The voracious-but-still-skinny-woman trope
It’s a Saturday night, and I am tired from a mix of schoolwork and rehearsals. I lie in my bed, hide under my covers, and open Netflix. After stumbling through some options, I click on “The End of The F***ing World.” I watch the protagonist, a teen girl named Alyssa, eat an enormous hot dog with fries. Although she proceeds to complain about how unrealistically hot people look in films, her tummy remains flat although she continues to consume unrealistic proportions of high-calorie foods.
Over the course of my 19 years as a spectator of popular television content, I have observed the eerie cinematic paradox Alyssa represents: the voracious-but-still-skinny-woman trope. This character rails against unrealistic body standards and eats tons of high-calorie foods, but somehow weighs very little herself. The problem with this paradox lies not in the character’s body size itself but that almost all female protagonists are highly skinny, and therefore the dominant portrayal of women in film and television is not representative of the array of female shapes and sizes in the world. What’s more, portraying these skinny women as consuming diets that not only fail to represent the real-life ways the actresses maintain their body types, but also seem to represent the way fuller-figured women might eat, is a poor and even insulting stand-in for actual representation of those women.

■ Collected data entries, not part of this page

//! 1D Fisher-KPP traveling wave, diffusion implicit and reaction explicit.
//!
//! The boundary values and the reference solution come from the exact
//! traveling wave
//!
//! ```text
//! u(x, t) = 1/4 (1 - tanh(xi / 2))^2,   xi = sqrt(r / 6D) x - 5 r t / 6
//! ```
//!
//! which lets the run report its own discretization error.

use crate::config::FisherConfig;
use crate::error::{CliError, CliResult};
use pk_core::{Comm, PkError, Real};
use pk_la::{
    Backend, CgSolver, LaResult, SharedOperator, ShiftedOperator, Vector, VectorSpec,
    shared_operator,
};
use pk_ode::{ImexConfig, ImexEuler};
use serde::Serialize;
use std::cell::Cell;
use std::ops::Range;
use std::rc::Rc;
use tracing::{debug, info};

/// Result of one demo run, identical on every rank.
#[derive(Clone, Debug, PartialEq, Serialize)]
pub struct FisherSummary {
    pub n: usize,
    pub ranks: usize,
    pub backend: Backend,
    pub t: f64,
    pub steps: usize,
    /// CG iterations summed over all steps
    pub cg_iterations: usize,
    pub norm: f64,
    /// `h * sum(u)`
    pub mass: f64,
    /// Grid-weighted L2 distance to the exact solution at `t`
    pub error_l2: f64,
}

#[derive(Clone, Copy, Debug)]
struct Wave {
    diffusion: Real,
    reaction: Real,
    h: Real,
    n: usize,
}

impl Wave {
    fn new(config: &FisherConfig) -> Self {
        Self {
            diffusion: config.diffusion,
            reaction: config.reaction,
            h: config.h(),
            n: config.n,
        }
    }

    fn exact(&self, x: Real, t: Real) -> Real {
        let xi = (self.reaction / (6.0 * self.diffusion)).sqrt() * x
            - 5.0 * self.reaction * t / 6.0;
        let g = 1.0 - (xi / 2.0).tanh();
        0.25 * g * g
    }

    fn sample(&self, range: Range<usize>, t: Real) -> Vec<Real> {
        range.map(|i| self.exact(i as Real * self.h, t)).collect()
    }
}

/// Values of the neighbouring ranks' edge entries: `(left, right)`, `None`
/// at the ends of the domain. Collective; every rank must own at least one
/// entry.
fn exchange_edges(comm: &Comm, local: &[Real]) -> (Option<Real>, Option<Real>) {
    let (rank, size) = (comm.rank(), comm.size());
    let mut edges = vec![0.0; 2 * size];
    if let (Some(first), Some(last)) = (local.first(), local.last()) {
        edges[2 * rank] = *first;
        edges[2 * rank + 1] = *last;
    }
    let edges = comm.all_reduce_sum(&edges);
    let left = (rank > 0).then(|| edges[2 * rank - 1]);
    let right = (rank + 1 < size).then(|| edges[2 * rank + 2]);
    (left, right)
}

/// `D (u[i-1] - 2 u[i] + u[i+1]) / h^2` with zero values outside the domain.
fn diffusion_operator(wave: Wave) -> SharedOperator {
    let c = wave.diffusion / (wave.h * wave.h);
    shared_operator(move |out: &mut Vector, input: &Vector| -> LaResult<()> {
        let u = input.local_slice()?;
        let (left, right) = exchange_edges(input.spec().comm(), &u);
        let mut o = out.local_slice_mut()?;
        let n = u.len();
        for i in 0..n {
            let l = if i > 0 { u[i - 1] } else { left.unwrap_or(0.0) };
            let r = if i + 1 < n { u[i + 1] } else { right.unwrap_or(0.0) };
            o[i] = c * (l - 2.0 * u[i] + r);
        }
        Ok(())
    })
}

/// Run the demo, on a thread process group when `config.ranks > 1`.
pub fn run(config: &FisherConfig) -> CliResult<FisherSummary> {
    config.validate()?;
    info!(
        n = config.n,
        ranks = config.ranks,
        backend = %config.backend,
        dt = config.dt,
        t_end = config.t_end,
        "Fisher-KPP run"
    );
    if config.ranks == 1 {
        return run_rank(config, Comm::world());
    }

    let summaries = Comm::spawn_group(config.ranks, |comm| run_rank(config, comm))?
        .into_iter()
        .collect::<CliResult<Vec<_>>>()?;
    summaries.into_iter().next().ok_or(CliError::Core(PkError::Invariant {
        what: "process group produced no result",
    }))
}

fn run_rank(config: &FisherConfig, comm: Comm) -> CliResult<FisherSummary> {
    let wave = Wave::new(config);
    let spec = VectorSpec::distributed(comm, config.n);
    let range = spec.local_range();
    debug!(rank = spec.comm().rank(), ?range, "rank layout");

    let u0 = Vector::from_local_values(
        spec.clone(),
        config.backend,
        &wave.sample(range.clone(), config.t0),
    )?;

    let cg_iterations = Rc::new(Cell::new(0));
    let mut imex = ImexEuler::new(ImexConfig {
        dt: config.dt,
        ..ImexConfig::default()
    });
    let reaction = config.reaction;
    let lap = diffusion_operator(wave);
    let mut solver = CgSolver::new(config.cg);
    let counter = Rc::clone(&cg_iterations);
    let boundary = range.clone();
    imex.setup(
        move |out: &mut Vector, _t, y: &Vector| {
            let u = y.local_slice()?;
            let mut o = out.local_slice_mut()?;
            for (o, u) in o.iter_mut().zip(u.iter()) {
                *o = reaction * u * (1.0 - u);
            }
            Ok(())
        },
        move |y: &mut Vector, t, a, rhs: &Vector| {
            // Boundary values at the new time enter the right-hand side.
            let mut b = rhs.try_clone()?;
            {
                let mut local = b.local_slice_mut()?;
                let c = a * wave.diffusion / (wave.h * wave.h);
                if boundary.start == 0 {
                    local[0] += c * wave.exact(-wave.h, t);
                }
                if boundary.end == wave.n {
                    let last = local.len() - 1;
                    local[last] += c * wave.exact(wave.n as Real * wave.h, t);
                }
            }

            solver.setup(Rc::new(ShiftedOperator::identity_minus(Rc::clone(&lap), a)));
            let guess = y.try_clone()?;
            let report = solver.solve(y, &b, Some(&guess))?;
            counter.set(counter.get() + report.iterations);
            Ok(())
        },
    );
    imex.initial_values(config.t0, &u0)?;

    let expected_steps = ((config.t_end - config.t0) / config.dt).ceil().max(1.0) as usize;
    let log_every = (expected_steps / 10).max(1);
    let mut u = u0.duplicate()?;
    let mut step = 0;
    imex.integrate_with_observer(&mut u, config.t_end, |t, _| {
        step += 1;
        if step % log_every == 0 {
            debug!(t, step, "Fisher-KPP progress");
        }
        Ok(())
    })?;

    let mut error = Vector::from_local_values(
        spec.clone(),
        config.backend,
        &wave.sample(range, config.t_end),
    )?;
    error.add_scaled(-1.0, &u)?;
    let mut ones = u.duplicate()?;
    ones.fill(1.0)?;

    Ok(FisherSummary {
        n: config.n,
        ranks: spec.comm().size(),
        backend: config.backend,
        t: imex.time(),
        steps: imex.steps_taken(),
        cg_iterations: cg_iterations.get(),
        norm: u.l2_norm()?,
        mass: wave.h * u.dot(&ones)?,
        error_l2: wave.h.sqrt() * error.l2_norm()?,
    })
}

#[cfg(test)]
mod tests {
    use super::*;

    fn small() -> FisherConfig {
        FisherConfig {
            n: 16,
            t_end: 0.5,
            dt: 0.01,
            ..FisherConfig::default()
        }
    }

    #[test]
    fn tracks_the_exact_wave() {
        let summary = run(&small()).unwrap();
        assert_eq!(summary.t, 0.5);
        assert_eq!(summary.steps, 50);
        assert!(summary.cg_iterations > 0);
        assert!(summary.error_l2 < 1e-3, "error {}", summary.error_l2);
    }

    #[test]
    fn error_is_first_order_in_time() {
        let coarse = run(&small()).unwrap();
        let fine = run(&FisherConfig {
            dt: 0.005,
            ..small()
        })
        .unwrap();
        let ratio = coarse.error_l2 / fine.error_l2;
        assert!((1.6..2.4).contains(&ratio), "ratio {ratio}");
    }

    #[test]
    fn thread_group_matches_serial() {
        for backend in [Backend::Dense, Backend::RefVec] {
            let serial = run(&FisherConfig {
                backend,
                ..small()
            })
            .unwrap();
            let grouped = run(&FisherConfig {
                backend,
                ranks: 3,
                ..small()
            })
            .unwrap();
            assert_eq!(grouped.ranks, 3);
            assert_eq!(grouped.steps, serial.steps);
            assert!((grouped.norm - serial.norm).abs() < 1e-9);
            assert!((grouped.mass - serial.mass).abs() < 1e-9);
            assert!((grouped.error_l2 - serial.error_l2).abs() < 1e-9);
        }
    }

    #[test]
    fn edges_exchanged_between_neighbours() {
        let edges = Comm::spawn_group(3, |comm| {
            let local: Vec<Real> = vec![comm.rank() as Real * 10.0, comm.rank() as Real * 10.0 + 1.0];
            exchange_edges(&comm, &local)
        })
        .unwrap();
        assert_eq!(
            edges,
            vec![(None, Some(10.0)), (Some(1.0), Some(20.0)), (Some(11.0), None)]
        );
    }
}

Like many, and I daresay most, women in real life, I worry a lot about my weight and how the intake of different foods will affect my body. Much has been written about how many women hold themselves to an extremely high, and sometimes completely unrealistic, standard for their own bodies and diets, and how this standard is influenced by the depiction of unrealistic female bodies in the media. This gap between representation and reality can lead to viewers’ body image issues, low self-esteem, depression, and even eating disorders — all to look like the “ideal” girls they see on TV.
Many activists and individuals in the entertainment industry have called for an end to these unrealistic media depictions of women’s bodies. It seems that many filmmakers have heard this call, but sometimes they turn the heart of that call for change into a caricature; rather than actually depict women with an array of different body types, filmmakers still depict thin girls, but allow for them to acknowledge and even verbally reject the standards they, in actuality, meet.
To end the discrepancy that exists between the screen and reality, creatives can at the very least depict skinny characters eating more realistic meals, such as those the actresses themselves would eat to maintain their own body types. Doing this alone, of course, is just sugar-coating the actual problem. It is vital that women with different types of bodies are cast for a variety of roles, including the girl next door, the intellectual, the villain, the superhero, and many more. When this happens, more women will feel represented and fewer will feel insecure.
Platforms like Netflix have somewhat moved toward this with shows that feature diverse casts of women, such as “Orange Is the New Black,” but there is a lot more to be done. As cinematic spectators, we have to be aware of the content we consume and the huge misrepresentation in it. It's 2018, and we can no longer ignore that what girls see on the screen impacts their body image issues and expectations.